* **Problem requirements**
Read the data below. Every line holding the string "TokenSigner" must be copied.
#### Available data ####
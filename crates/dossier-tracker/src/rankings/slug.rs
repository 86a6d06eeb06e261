use crate::catalog::ProgramType;

/// Lowercase ASCII slug: accents folded, every other run of non-alphanumeric
/// characters collapsed to a single `-`.
pub fn slugify(value: &str) -> String {
    let mut slug = String::with_capacity(value.len());
    let mut pending_dash = false;

    for ch in value.chars().flat_map(fold_accent) {
        if ch.is_ascii_alphanumeric() {
            if pending_dash && !slug.is_empty() {
                slug.push('-');
            }
            pending_dash = false;
            slug.push(ch.to_ascii_lowercase());
        } else {
            pending_dash = true;
        }
    }

    slug
}

fn fold_accent(ch: char) -> Vec<char> {
    let folded = match ch {
        'à' | 'á' | 'â' | 'ã' | 'ä' | 'å' => 'a',
        'À' | 'Á' | 'Â' | 'Ã' | 'Ä' | 'Å' => 'A',
        'ç' => 'c',
        'Ç' => 'C',
        'è' | 'é' | 'ê' | 'ë' => 'e',
        'È' | 'É' | 'Ê' | 'Ë' => 'E',
        'ì' | 'í' | 'î' | 'ï' => 'i',
        'Ì' | 'Í' | 'Î' | 'Ï' => 'I',
        'ñ' => 'n',
        'Ñ' => 'N',
        'ò' | 'ó' | 'ô' | 'õ' | 'ö' | 'ø' => 'o',
        'Ò' | 'Ó' | 'Ô' | 'Õ' | 'Ö' | 'Ø' => 'O',
        'ù' | 'ú' | 'û' | 'ü' => 'u',
        'Ù' | 'Ú' | 'Û' | 'Ü' => 'U',
        'ý' | 'ÿ' => 'y',
        'Ý' => 'Y',
        'æ' => return vec!['a', 'e'],
        'Æ' => return vec!['A', 'E'],
        'œ' => return vec!['o', 'e'],
        'Œ' => return vec!['O', 'E'],
        'ß' => return vec!['s', 's'],
        other => other,
    };
    vec![folded]
}

/// Program type implied by a scraper `master_type` label.
pub fn program_type_from(master_type: &str) -> ProgramType {
    let normalized = master_type.trim().to_lowercase();
    if normalized.contains("mba") && normalized.contains("executive") {
        ProgramType::Emba
    } else if normalized == "mba" {
        ProgramType::Mba
    } else if matches!(normalized.as_str(), "mim" | "master in management" | "pge") {
        ProgramType::Master
    } else if normalized.contains("finance") {
        ProgramType::Msc
    } else if normalized.contains("analytics") || normalized.contains("data") {
        ProgramType::SpecializedMsc
    } else if normalized.contains("msc") {
        ProgramType::Msc
    } else {
        ProgramType::Other
    }
}

#[cfg(test)]
mod tests {
    use super::*;

    #[test]
    fn slugify_folds_accents_and_collapses_separators() {
        assert_eq!(
            slugify("Financial Times - Masters en Management 2025 - mim"),
            "financial-times-masters-en-management-2025-mim"
        );
        assert_eq!(slugify("  École Supérieure  "), "ecole-superieure");
        assert_eq!(slugify("Cœur & Âme!"), "coeur-ame");
        assert_eq!(slugify("---"), "");
    }

    #[test]
    fn master_type_maps_to_program_type() {
        assert_eq!(program_type_from("Executive MBA"), ProgramType::Emba);
        assert_eq!(program_type_from("MBA"), ProgramType::Mba);
        assert_eq!(program_type_from("MiM"), ProgramType::Master);
        assert_eq!(program_type_from("Masters in Finance"), ProgramType::Msc);
        assert_eq!(program_type_from("Business Analytics"), ProgramType::SpecializedMsc);
        assert_eq!(program_type_from("MSc Marketing"), ProgramType::Msc);
        assert_eq!(program_type_from("Bachelor"), ProgramType::Other);
    }
}
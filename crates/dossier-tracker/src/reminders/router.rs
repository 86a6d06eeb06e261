use std::sync::Arc;

use axum::{
    extract::{FromRef, State},
    http::StatusCode,
    routing::get,
    Json, Router,
};
use chrono::Utc;

use super::domain::{CreateReminderRequest, ReminderView};
use super::service::ReminderService;
use crate::auth::{AuthUser, TokenSigner};
use crate::error::ServiceError;

pub fn reminders_router<S>() -> Router<S>
where
    S: Clone + Send + Sync + 'static,
    Arc<ReminderService>: FromRef<S>,
    Arc<TokenSigner>: FromRef<S>,
{
    Router::new().route("/reminders", get(list_handler).post(create_handler))
}

async fn list_handler(
    State(service): State<Arc<ReminderService>>,
    user: AuthUser,
) -> Result<Json<Vec<ReminderView>>, ServiceError> {
    service.list_for_user(&user.user_id).map(Json)
}

async fn create_handler(
    State(service): State<Arc<ReminderService>>,
    user: AuthUser,
    Json(request): Json<CreateReminderRequest>,
) -> Result<(StatusCode, Json<ReminderView>), ServiceError> {
    let view = service.create(&user.user_id, request, Utc::now())?;
    Ok((StatusCode::CREATED, Json(view)))
}
#[cfg(test)]
mod tests {
    use super::*;
    use crate::auth::UserRole;
    use crate::catalog::domain::{ProgramFormat, ProgramType, TestType};
    use crate::ids::UserId;
    use crate::test_support::seeded_store;

    fn service() -> CatalogService {
        CatalogService::new(seeded_store())
    }

    #[test]
    fn contests_are_ordered_and_carry_general_deadlines() {
        let contests = service()
            .list_contests(&ContestFilter::default())
            .expect("contests");
        let names: Vec<&str> = contests.iter().map(|c| c.contest.name.as_str()).collect();
        assert_eq!(names, vec!["Masters Test 2026", "TOEFL iBT 2026", "Masters Test 2025"]);

        let toefl = &contests[1];
        assert_eq!(toefl.deadlines.len(), 2);
        assert!(toefl.deadlines[0].due_at < toefl.deadlines[1].due_at);
        assert!(toefl.deadlines.iter().all(Deadline::is_general));

        let masters = &contests[0];
        assert!(masters.deadlines.is_empty(), "program deadlines are not general");
        assert_eq!(masters.contest.tests[0].test, TestType::Gmat);
    }

    #[test]
    fn contests_filter_by_year_and_test() {
        let service = service();
        let only_2025 = service
            .list_contests(&ContestFilter {
                year: Some(2025),
                test: None,
            })
            .expect("contests");
        assert_eq!(only_2025.len(), 1);

        let toefl = service
            .list_contests(&ContestFilter {
                year: None,
                test: Some(TestType::Toefl),
            })
            .expect("contests");
        let names: Vec<&str> = toefl.iter().map(|c| c.contest.name.as_str()).collect();
        assert_eq!(names, vec!["Masters Test 2026", "TOEFL iBT 2026"]);
    }

    #[test]
    fn schools_carry_contest_and_best_ranking() {
        let schools = service()
            .list_schools(&SchoolFilter::default())
            .expect("schools");
        let names: Vec<&str> = schools.iter().map(|s| s.school.name.as_str()).collect();
        assert_eq!(names, vec!["ESCP Business School", "HEC Paris"]);

        let hec = &schools[1];
        assert_eq!(hec.contest.as_ref().map(|c| c.year), Some(2026));
        assert_eq!(hec.leaderboard_entries.len(), 1);
        assert_eq!(hec.leaderboard_entries[0].entry.rank, 2);
    }

    #[test]
    fn programs_filter_on_domain_campus_type_and_format() {
        let service = service();
        let data = service
            .list_programs(&ProgramFilter {
                domain: Some("analytics".to_string()),
                ..ProgramFilter::default()
            })
            .expect("programs");
        assert_eq!(data.len(), 1);
        assert_eq!(data[0].program.slug, "escp-msc-business-analytics-ai");
        assert_eq!(
            data[0].school.as_ref().map(|s| s.name.as_str()),
            Some("ESCP Business School")
        );

        let berlin = service
            .list_programs(&ProgramFilter {
                campus: Some("Berlin".to_string()),
                ..ProgramFilter::default()
            })
            .expect("programs");
        assert_eq!(berlin.len(), 1);

        let mba = service
            .list_programs(&ProgramFilter {
                program_type: Some(ProgramType::Mba),
                format: Some(ProgramFormat::FullTime),
                ..ProgramFilter::default()
            })
            .expect("programs");
        assert_eq!(mba.len(), 1);
        assert_eq!(mba[0].program.slug, "hec-mba");
    }

    #[test]
    fn program_detail_resolves_by_slug_or_id() {
        let service = service();
        let detail = service
            .get_program("escp-msc-business-analytics-ai")
            .expect("program");
        let titles: Vec<&str> = detail
            .program
            .courses
            .iter()
            .map(|c| c.title.as_str())
            .collect();
        assert_eq!(titles, vec!["Data Analytics", "Machine Learning for Business"]);
        assert_eq!(detail.deadlines.len(), 2);
        assert!(detail.deadlines[0].due_at < detail.deadlines[1].due_at);
        assert!(detail.contest.is_some());

        let by_id = service
            .get_program(detail.program.id.as_str())
            .expect("program by id");
        assert_eq!(by_id.program.slug, detail.program.slug);

        assert!(matches!(
            service.get_program("unknown"),
            Err(ServiceError::NotFound(_))
        ));
    }

    #[test]
    fn deadlines_match_every_provided_filter() {
        let service = service();
        let detail = service
            .get_program("escp-msc-business-analytics-ai")
            .expect("program");
        let by_program = service
            .list_deadlines(&DeadlineFilter {
                program_id: Some(detail.program.id.clone()),
                ..DeadlineFilter::default()
            })
            .expect("deadlines");
        assert_eq!(by_program.len(), 2);

        let by_session = service
            .list_deadlines(&DeadlineFilter {
                program_id: Some(detail.program.id.clone()),
                diploma_name: Some("Unknown diploma".to_string()),
                ..DeadlineFilter::default()
            })
            .expect("deadlines");
        assert!(by_session.is_empty());
    }

    #[test]
    fn leaderboards_list_top_entries_and_detail_lists_all() {
        let service = service();
        let boards = service.list_leaderboards().expect("leaderboards");
        assert_eq!(boards.len(), 1);
        assert_eq!(boards[0].entries.len(), 2);
        assert_eq!(boards[0].entries[0].entry.rank, 2);
        assert_eq!(
            boards[0].entries[0].school.as_ref().map(|s| s.name.as_str()),
            Some("HEC Paris")
        );

        let detail = service
            .get_leaderboard("ft-european-business-schools-2025")
            .expect("leaderboard");
        assert_eq!(detail.entries.len(), 2);
        assert!(matches!(
            service.get_leaderboard("nope"),
            Err(ServiceError::NotFound(_))
        ));
    }

    #[test]
    fn leaderboard_import_requires_admin_role() {
        let service = service();
        let student = AuthUser {
            user_id: UserId::from("usr_student"),
            role: UserRole::Student,
        };
        let payload = crate::rankings::LeaderboardPayload::sample();
        let err = service
            .import_leaderboard(&student, &payload, Utc::now())
            .expect_err("forbidden");
        assert!(matches!(err, ServiceError::Forbidden(_)));

        let admin = AuthUser {
            user_id: UserId::from("usr_admin"),
            role: UserRole::SuperAdmin,
        };
        let summary = service
            .import_leaderboard(&admin, &payload, Utc::now())
            .expect("imported");
        assert_eq!(summary.entries, payload.entries.len());
        assert!(service.get_leaderboard(&summary.slug).is_ok());
    }
}
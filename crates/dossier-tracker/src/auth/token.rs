//! Compact HS256 access tokens.
//!
//! Tokens follow the JWT layout (`header.claims.signature`, base64url without
//! padding) so existing frontends can decode the claims, but only the HS256
//! algorithm is ever issued or accepted.

use base64::engine::general_purpose::URL_SAFE_NO_PAD;
use base64::Engine;
use chrono::{DateTime, Duration, Utc};
use hmac::{Hmac, Mac};
use serde::{Deserialize, Serialize};
use sha2::Sha256;

use super::domain::UserRole;
use crate::config::AuthConfig;
use crate::ids::UserId;

type HmacSha256 = Hmac<Sha256>;

const ALGORITHM: &str = "HS256";

#[derive(Debug, Serialize, Deserialize)]
struct TokenHeader {
    alg: String,
    typ: String,
}

/// Claims carried by every access token.
#[derive(Debug, Clone, PartialEq, Eq, Serialize, Deserialize)]
pub struct TokenClaims {
    pub sub: UserId,
    pub role: UserRole,
    pub iat: i64,
    pub exp: i64,
}

#[derive(Debug, thiserror::Error)]
pub enum TokenError {
    #[error("signing key rejected")]
    InvalidKey,
    #[error("malformed token")]
    Malformed,
    #[error("unsupported token algorithm")]
    UnsupportedAlgorithm,
    #[error("invalid token signature")]
    InvalidSignature,
    #[error("token expired")]
    Expired,
    #[error("token encoding failed: {0}")]
    Encoding(#[from] serde_json::Error),
}

/// Issues and verifies access tokens with a shared secret.
#[derive(Clone)]
pub struct TokenSigner {
    key: HmacSha256,
    ttl: Duration,
}

impl std::fmt::Debug for TokenSigner {
    fn fmt(&self, f: &mut std::fmt::Formatter<'_>) -> std::fmt::Result {
        f.debug_struct("TokenSigner")
            .field("ttl", &self.ttl)
            .finish_non_exhaustive()
    }
}

impl TokenSigner {
    pub fn new(secret: impl AsRef<[u8]>, ttl: Duration) -> Result<Self, TokenError> {
        let key =
            HmacSha256::new_from_slice(secret.as_ref()).map_err(|_| TokenError::InvalidKey)?;
        Ok(Self { key, ttl })
    }

    pub fn from_config(config: &AuthConfig) -> Result<Self, TokenError> {
        Self::new(config.jwt_secret.as_bytes(), config.token_ttl)
    }

    pub fn sign(
        &self,
        user_id: &UserId,
        role: UserRole,
        now: DateTime<Utc>,
    ) -> Result<String, TokenError> {
        let header = TokenHeader {
            alg: ALGORITHM.to_string(),
            typ: "JWT".to_string(),
        };
        let claims = TokenClaims {
            sub: user_id.clone(),
            role,
            iat: now.timestamp(),
            exp: (now + self.ttl).timestamp(),
        };

        let signing_input = format!(
            "{}.{}",
            URL_SAFE_NO_PAD.encode(serde_json::to_vec(&header)?),
            URL_SAFE_NO_PAD.encode(serde_json::to_vec(&claims)?)
        );
        let mut mac = self.key.clone();
        mac.update(signing_input.as_bytes());
        let signature = URL_SAFE_NO_PAD.encode(mac.finalize().into_bytes());

        Ok(format!("{signing_input}.{signature}"))
    }

    pub fn verify(&self, token: &str, now: DateTime<Utc>) -> Result<TokenClaims, TokenError> {
        let (signing_input, signature) =
            token.trim().rsplit_once('.').ok_or(TokenError::Malformed)?;
        let (header, claims) = signing_input
            .split_once('.')
            .filter(|(_, claims)| !claims.contains('.'))
            .ok_or(TokenError::Malformed)?;

        let header: TokenHeader = decode_segment(header)?;
        if header.alg != ALGORITHM {
            return Err(TokenError::UnsupportedAlgorithm);
        }

        let signature = URL_SAFE_NO_PAD
            .decode(signature)
            .map_err(|_| TokenError::Malformed)?;
        let mut mac = self.key.clone();
        mac.update(signing_input.as_bytes());
        mac.verify_slice(&signature)
            .map_err(|_| TokenError::InvalidSignature)?;

        let claims: TokenClaims = decode_segment(claims)?;
        if claims.exp <= now.timestamp() {
            return Err(TokenError::Expired);
        }

        Ok(claims)
    }
}

fn decode_segment<T: serde::de::DeserializeOwned>(segment: &str) -> Result<T, TokenError> {
    let bytes = URL_SAFE_NO_PAD
        .decode(segment)
        .map_err(|_| TokenError::Malformed)?;
    serde_json::from_slice(&bytes).map_err(|_| TokenError::Malformed)
}
use super::domain::User;
use crate::ids::UserId;
use crate::store::RepositoryError;

/// Account storage. Emails are unique; `insert` reports a conflict otherwise.
pub trait UserRepository: Send + Sync {
    fn insert(&self, user: User) -> Result<User, RepositoryError>;
    fn update(&self, user: User) -> Result<User, RepositoryError>;
    fn find_by_id(&self, id: &UserId) -> Result<Option<User>, RepositoryError>;
    fn find_by_email(&self, email: &str) -> Result<Option<User>, RepositoryError>;
}
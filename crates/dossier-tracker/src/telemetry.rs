use crate::config::TelemetryConfig;
use tracing_subscriber::filter::ParseError;
use tracing_subscriber::EnvFilter;

#[derive(Debug, thiserror::Error)]
pub enum TelemetryError {
    #[error("invalid log level/filter '{value}': unable to build EnvFilter")]
    EnvFilter {
        value: String,
        #[source]
        source: ParseError,
    },
    #[error("telemetry error: {0}")]
    Subscriber(Box<dyn std::error::Error + Send + Sync>),
}

/// `RUST_LOG` wins over the configured level so operators can widen logging
/// without touching the service environment.
pub fn env_filter(config: &TelemetryConfig) -> Result<EnvFilter, TelemetryError> {
    if let Ok(filter) = EnvFilter::try_from_default_env() {
        return Ok(filter);
    }

    EnvFilter::try_new(&config.log_level).map_err(|source| TelemetryError::EnvFilter {
        value: config.log_level.clone(),
        source,
    })
}

pub fn init(config: &TelemetryConfig) -> Result<(), TelemetryError> {
    let filter = env_filter(config)?;

    tracing_subscriber::fmt()
        .with_env_filter(filter)
        .with_target(false)
        .compact()
        .with_ansi(false)
        .try_init()
        .map_err(TelemetryError::Subscriber)
}

#[cfg(test)]
mod tests {
    use super::*;

    #[test]
    fn rejects_malformed_directives() {
        if std::env::var("RUST_LOG").is_ok() {
            return;
        }
        let config = TelemetryConfig {
            log_level: "dossier_tracker=loud".to_string(),
        };
        let err = env_filter(&config).expect_err("filter should not parse");
        assert!(err.to_string().contains("dossier_tracker=loud"));
    }

    #[test]
    fn accepts_plain_levels() {
        let config = TelemetryConfig {
            log_level: "debug".to_string(),
        };
        assert!(env_filter(&config).is_ok());
    }
}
####
* **Result of this task**
use crate::auth::{AuthUser, TokenSigner};
    Arc<TokenSigner>: FromRef<S>,
pub struct TokenSigner {
impl std::fmt::Debug for TokenSigner {
        f.debug_struct("TokenSigner")
impl TokenSigner {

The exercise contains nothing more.